Figure 9 Performance of magnetic bead assay for HCC detection using antibodies to GPC3 alone, AFP alone, and a combination. (A). Illustrate the assay design. Streptavidin-conjugated magnetic beads were attached to a biotinylated CD63 antibody. The next day, beads were incubated with 10μL of the serum diluted in 100μL PBS with 1%BSA overnight. The next day, beads were washed twice and then incubated with PE-conjugated antibodies (GPC3 alone, AFP alone, and combination) for one hour. Following this step, beads were washed and analyzed by a flow cytometer. (B). Percentage of exosomes reacted with GPC3 antibody by magnetic bead-based flow assay in normal healthy serum, cirrhosis, and cirrhosis with HCC. (C). Percentage of HCC exosome captured using AFP antibody using magnetic bead-based flow assay between normal healthy serum, cirrhosis, and cirrhosis with HCC. (D). Percentage of HCC exosome captured using a combination of AFP and GPC3 antibodies in normal healthy serum, cirrhosis, and cirrhosis with HCC. Statistical significance levels were presented as ns for non-significant, ** for p<0.01, *** for p<0.001 (E). Representative flow cytometry image showing very high reactivity of HCC exosomes using the combination of two antibodies. (F). ROC analysis shows the sensitivity and specificity of immunomagnetic bead flow assay for HCC exosome quantification.

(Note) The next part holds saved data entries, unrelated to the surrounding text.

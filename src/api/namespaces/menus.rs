use std::cell::RefCell;
use std::collections::HashMap;
use std::rc::Rc;

use serde_json::{json, Value};
use tracing::debug;
use uuid::Uuid;

use crate::api::{Env, Namespace};
use crate::error::ShimError;
use crate::gateway::{take_trailing_callback, Dispatch, MethodSpec};
use crate::payload::{Arg, Callback};
use crate::relay::Listener;

pub const ACTION_MENU_TOP_LEVEL_LIMIT: i64 = 6;

/// Click handlers are not boundary-transferable, so `create` retains them
/// here keyed by item id and the `onClicked` channel re-associates them.
/// Entries persist for the lifetime of the context; there is no eviction.
#[derive(Default)]
struct ClickRegistry {
    handlers: RefCell<HashMap<String, Callback>>,
}

pub fn build(_env: &Rc<Env>, base: Namespace) -> Result<Namespace, ShimError> {
    let registry = Rc::new(ClickRegistry::default());

    let create_registry = Rc::clone(&registry);
    let ns = base
        .with_local("create", move |env, args| {
            create_item(env, &create_registry, args)
        })
        .with_proxied("update")
        .with_proxied("remove")
        .with_proxied("removeAll")
        .with_event("onClicked")
        .with_constant(
            "ACTION_MENU_TOP_LEVEL_LIMIT",
            json!(ACTION_MENU_TOP_LEVEL_LIMIT),
        );

    // Wired once at construction; the registry lookup happens on every
    // delivery.
    ns.event("onClicked")?
        .add_listener(Listener::new(move |payload| {
            dispatch_click(&registry, payload)
        }));

    Ok(ns)
}

/// Create-with-identifier: synthesize an id when the caller omits one,
/// privately retain any click handler, forward the serializable remainder,
/// and resolve with the item id.
fn create_item(env: &Rc<Env>, registry: &Rc<ClickRegistry>, mut args: Vec<Arg>) -> Dispatch {
    let completion = take_trailing_callback(&mut args);

    let mut entries = match args.into_iter().next() {
        Some(Arg::Object(entries)) => entries,
        Some(Arg::Value(Value::Object(map))) => map
            .into_iter()
            .map(|(k, v)| (k, Arg::Value(v)))
            .collect(),
        _ => Default::default(),
    };

    let id = match entries.get("id") {
        Some(Arg::Value(Value::String(id))) => id.clone(),
        _ => Uuid::new_v4().to_string(),
    };
    entries.insert("id".to_string(), Arg::Value(Value::String(id.clone())));

    if let Some(Arg::Func(handler)) = entries.remove("onclick") {
        registry.handlers.borrow_mut().insert(id.clone(), handler);
    }

    let spec = MethodSpec::proxied("contextMenus.create");
    let forwarded = env
        .gateway
        .invoke(&spec, vec![Arg::Object(entries)])
        .into_future();

    let result = Value::String(id);
    match completion {
        Some(callback) => {
            tokio::task::spawn_local(async move {
                if let Some(fut) = forwarded {
                    let _ = fut.await;
                }
                callback.invoke(std::slice::from_ref(&result));
            });
            Dispatch::Callback
        }
        None => Dispatch::Future(Box::pin(async move {
            if let Some(fut) = forwarded {
                let _ = fut.await;
            }
            Some(result)
        })),
    }
}

/// Look the clicked item's handler up by id and invoke it with the click
/// info and the tab context, but only when both are present.
fn dispatch_click(registry: &Rc<ClickRegistry>, payload: &Value) {
    let info = match payload.get("info") {
        Some(info) => info.clone(),
        None => payload.clone(),
    };
    let Some(item_id) = info.get("menuItemId") else {
        return;
    };
    let key = match item_id {
        Value::String(s) => s.clone(),
        other => other.to_string(),
    };

    let handler = registry.handlers.borrow().get(&key).cloned();
    let Some(handler) = handler else {
        debug!(target: "relay", item = %key, "menu click with no retained handler");
        return;
    };
    let Some(tab) = payload.get("tab").cloned() else {
        return;
    };
    handler.invoke(&[info, tab]);
}
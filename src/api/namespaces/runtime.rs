use std::rc::Rc;

use serde_json::Value;

use crate::api::{Env, Namespace};
use crate::error::ShimError;
use crate::gateway::{complete_local, Dispatch};
use crate::payload::Arg;

pub fn build(env: &Rc<Env>, base: Namespace) -> Result<Namespace, ShimError> {
    let mut ns = base
        .with_proxied("sendMessage")
        .with_unimplemented("connect")
        .with_unimplemented("reload")
        // Answered from ambient configuration; never crosses the boundary.
        .with_local("getManifest", get_manifest)
        .with_local("getURL", get_url)
        .with_event("onMessage")
        .with_event("onInstalled")
        .with_event("onStartup");

    if let Some(id) = env.config.extension_id.clone() {
        ns = ns.with_constant("id", Value::String(id));
    }
    Ok(ns)
}

fn get_manifest(env: &Rc<Env>, mut args: Vec<Arg>) -> Dispatch {
    complete_local(Some(env.config.manifest.clone()), &mut args)
}

fn get_url(env: &Rc<Env>, mut args: Vec<Arg>) -> Dispatch {
    let path = match args.first() {
        Some(Arg::Value(Value::String(path))) => path.clone(),
        _ => String::new(),
    };
    let url = env.config.extension_url(&path);
    complete_local(Some(Value::String(url)), &mut args)
}
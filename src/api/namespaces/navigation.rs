use std::rc::Rc;

use crate::api::{Env, Namespace};
use crate::error::ShimError;

pub fn build(_env: &Rc<Env>, base: Namespace) -> Result<Namespace, ShimError> {
    Ok(base
        .with_proxied("getFrame")
        .with_proxied("getAllFrames")
        .with_event("onBeforeNavigate")
        .with_event("onCommitted")
        .with_event("onCompleted")
        .with_event("onErrorOccurred"))
}
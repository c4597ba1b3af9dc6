use std::rc::Rc;

use crate::api::{Env, Namespace};
use crate::codec::encode_image_arguments;
use crate::error::ShimError;

pub fn build(_env: &Rc<Env>, base: Namespace) -> Result<Namespace, ShimError> {
    Ok(base
        // Notification options may carry a raw icon buffer.
        .with_proxied_codec("create", encode_image_arguments)
        .with_proxied_codec("update", encode_image_arguments)
        .with_proxied("clear")
        .with_proxied("getAll")
        .with_event("onClicked")
        .with_event("onClosed")
        .with_event("onButtonClicked"))
}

Table 1 Comparison of MRI Negative and Positive Groups for Demographics, F-NTA, and Serum AFP Results
Figure 10 Statistical analysis determines the performance of HCC exosome quantification by fluorescent-nanoparticle tracking analysis (F-NTA) among MRI positive and negative serum samples of our patient cohort. The fluorescence-positive exosome number is normalized with the total number of extracellular vesicles (EVs) captured by light scatter mode in each sample. (A). Quantification of GPC3+ve exosomes in serums obtained from MRI positive and negative cases. (B). Quantification of HCC exosome using PE-labeled AFP antibodies in the same set of serum samples. (C). Quantification of HCC exosomes using a combination of PE-labeled GPC3 and PE-labeled AFP antibodies. (D). Comparison of MRI-positive and MRI-negative cirrhosis samples for serum AFP levels. (E). Comparison for GPC3+ve HCC-exosome concentration in AFP negative and AFP positive groups. The upper limit of AFP was considered as 20 ng/mL (F). Statistical significance levels were presented as ns for non-significant, * for p<0.05, ** for p<0.01, *** for p<0.001. The exosome size is comparable between the MRI-positive and negative groups. (G). Show correlation between HCC-exosome quantification with HCC size determined by MRI in the HCC cohort. (H). ROC analysis shows the sensitivity and specificity values of marker-positive exosome quantification and serum AFP levels for diagnosing HCC in liver cirrhosis.